Figure 2. Effects of BMP4 on paraxial mesodermal differentiation of mouse iPS cells.

(A) A scheme for the paraxial mesodermal differentiation of mouse iPS cells with different concentrations of BMP4 from D0 to D3. BMP4 was administrated from D0 to D3 at a concentration of 0–20 ng/ml. The cultures also contained Activin A (5 ng/ml), IGF-1 (10 ng/ml), LiCl (5 mM), and Shh (10 ng/ml). The cells were analyzed on D6 in (B), (E), and (F), or on day 3 (D3), as shown in (C) and (D). (B) Total number of mouse iPS cells after differentiation with the protocol shown in (A) (n = 3). (C) Proliferation of differentiated mouse iPS cells on D3 assessed by BrdU assay (n = 3). (D) Apoptosis of differentiated mouse iPS cells on D3 assessed by a proportion of PI positive/AnnexinV positive cell (n = 3). (E) The expression of PDGFR-α in mouse iPS cell differentiation culture.
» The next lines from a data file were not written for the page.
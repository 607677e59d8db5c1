//! CHAMP trie node types, bitmap helpers, and array-splice helpers.

use std::fmt;
use std::sync::Arc;

use crate::hash;

/// Bits consumed per trie level (5 → 32-way branching).
pub const BITS_PER_LEVEL: u32 = 5;

/// Maximum bit-shift value; past this the 64-bit hash is exhausted and
/// colliding keys fall back to [`Node::Collision`].
pub const MAX_SHIFT: u32 = 60;

/// Inline entry storing a key-value pair with its precomputed hash.
#[derive(Clone)]
pub struct Entry<K, V> {
    /// Precomputed 64-bit hash of the key.
    pub hash: u64,
    /// The key.
    pub key: K,
    /// The value.
    pub value: V,
}

impl<K, V> Entry<K, V> {
    /// The `AdHash` contribution of this entry.
    #[must_use]
    pub fn contribution(&self) -> u64
    where
        V: std::hash::Hash,
    {
        hash::entry_contribution(self.hash, hash::hash_one(&self.value))
    }
}

/// CHAMP trie node.
///
/// A closed sum of two variants; the empty map is an absent root, not a
/// node variant.
#[derive(Clone)]
pub enum Node<K, V> {
    /// Bitmap-compressed inner node.
    ///
    /// Invariants: `data_map & node_map == 0`,
    /// `entries.len() == data_map.count_ones()`,
    /// `children.len() == node_map.count_ones()`, both arrays ordered by
    /// ascending bit position.
    Inner {
        /// Bitmap of positions occupied by inline entries.
        data_map: u32,
        /// Bitmap of positions occupied by child subtrees.
        node_map: u32,
        /// Inline entries, compacted.
        entries: Vec<Entry<K, V>>,
        /// Child subtrees, compacted and structurally shared.
        children: Vec<Arc<Node<K, V>>>,
    },
    /// Flat node for keys sharing one full 64-bit hash.
    ///
    /// Invariant: `entries.len() >= 2`, all keys distinct.
    Collision {
        /// The shared hash value.
        hash: u64,
        /// The colliding entries.
        entries: Vec<Entry<K, V>>,
    },
}

// ---------------------------------------------------------------------------
// Bitmap helpers
// ---------------------------------------------------------------------------

/// Extracts the 5-bit hash fragment at the given bit-shift depth.
#[inline]
#[must_use]
pub const fn fragment(hash: u64, shift: u32) -> u32 {
    ((hash >> shift) & 0x1F) as u32
}

/// Returns the single-bit mask for the given fragment (0..31).
#[inline]
#[must_use]
pub const fn mask(frag: u32) -> u32 {
    1 << frag
}

/// Returns the compact index of `bit` within `bitmap`: the population
/// count of the bitmap below `bit`.
#[inline]
#[must_use]
pub const fn index(bitmap: u32, bit: u32) -> usize {
    (bitmap & (bit - 1)).count_ones() as usize
}

// ---------------------------------------------------------------------------
// Array-splice helpers
// ---------------------------------------------------------------------------

/// Returns a copy of `items` with `item` replacing the element at `at`.
#[must_use]
pub fn replaced_at<T: Clone>(items: &[T], at: usize, item: T) -> Vec<T> {
    let mut out = items.to_vec();
    out[at] = item;
    out
}

/// Returns a copy of `items` with `item` inserted at `at`.
#[must_use]
pub fn inserted_at<T: Clone>(items: &[T], at: usize, item: T) -> Vec<T> {
    let mut out = Vec::with_capacity(items.len() + 1);
    out.extend_from_slice(&items[..at]);
    out.push(item);
    out.extend_from_slice(&items[at..]);
    out
}

/// Returns a copy of `items` without the element at `at`.
#[must_use]
pub fn removed_at<T: Clone>(items: &[T], at: usize) -> Vec<T> {
    let mut out = Vec::with_capacity(items.len() - 1);
    out.extend_from_slice(&items[..at]);
    out.extend_from_slice(&items[at + 1..]);
    out
}

// ---------------------------------------------------------------------------
// Node accessors & constructors
// ---------------------------------------------------------------------------

impl<K, V> Node<K, V> {
    /// Builds an inner node holding a single entry, positioned for `shift`.
    #[must_use]
    pub fn single(entry: Entry<K, V>, shift: u32) -> Self {
        let bit = mask(fragment(entry.hash, shift));
        Self::Inner {
            data_map: bit,
            node_map: 0,
            entries: vec![entry],
            children: Vec::new(),
        }
    }

    /// Returns the number of inline data entries.
    #[must_use]
    pub fn data_len(&self) -> usize {
        match self {
            Self::Inner { entries, .. } | Self::Collision { entries, .. } => entries.len(),
        }
    }

    /// Returns the number of child subtrees (always 0 for collision nodes).
    #[must_use]
    pub fn children_len(&self) -> usize {
        match self {
            Self::Inner { children, .. } => children.len(),
            Self::Collision { .. } => 0,
        }
    }
}

impl<K, V> fmt::Debug for Node<K, V> {
    fn fmt(&self, f: &mut fmt::Formatter<'_>) -> fmt::Result {
        match self {
            Self::Inner {
                data_map, node_map, ..
            } => f
                .debug_struct("Inner")
                .field("data_map", &format_args!("{data_map:#034b}"))
                .field("node_map", &format_args!("{node_map:#034b}"))
                .finish_non_exhaustive(),
            Self::Collision { hash, entries } => f
                .debug_struct("Collision")
                .field("hash", hash)
                .field("entries_len", &entries.len())
                .finish_non_exhaustive(),
        }
    }
}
The percentage indicates the proportion of PDGFR-α⁺ cells (n = 3), which was not affected by BMP4. (F) Gene expression profiles of PDGFR-α⁺ cells in BMP4-induced cultures (n = 3). The expression of Tbx6 and Mesp2 was higher at a concentration of 10 ng/ml BMP4, whereas the expression of Pax3 and Myf5 was reduced at higher doses of BMP4. *p<0.05, **p<0.01 between selected two samples.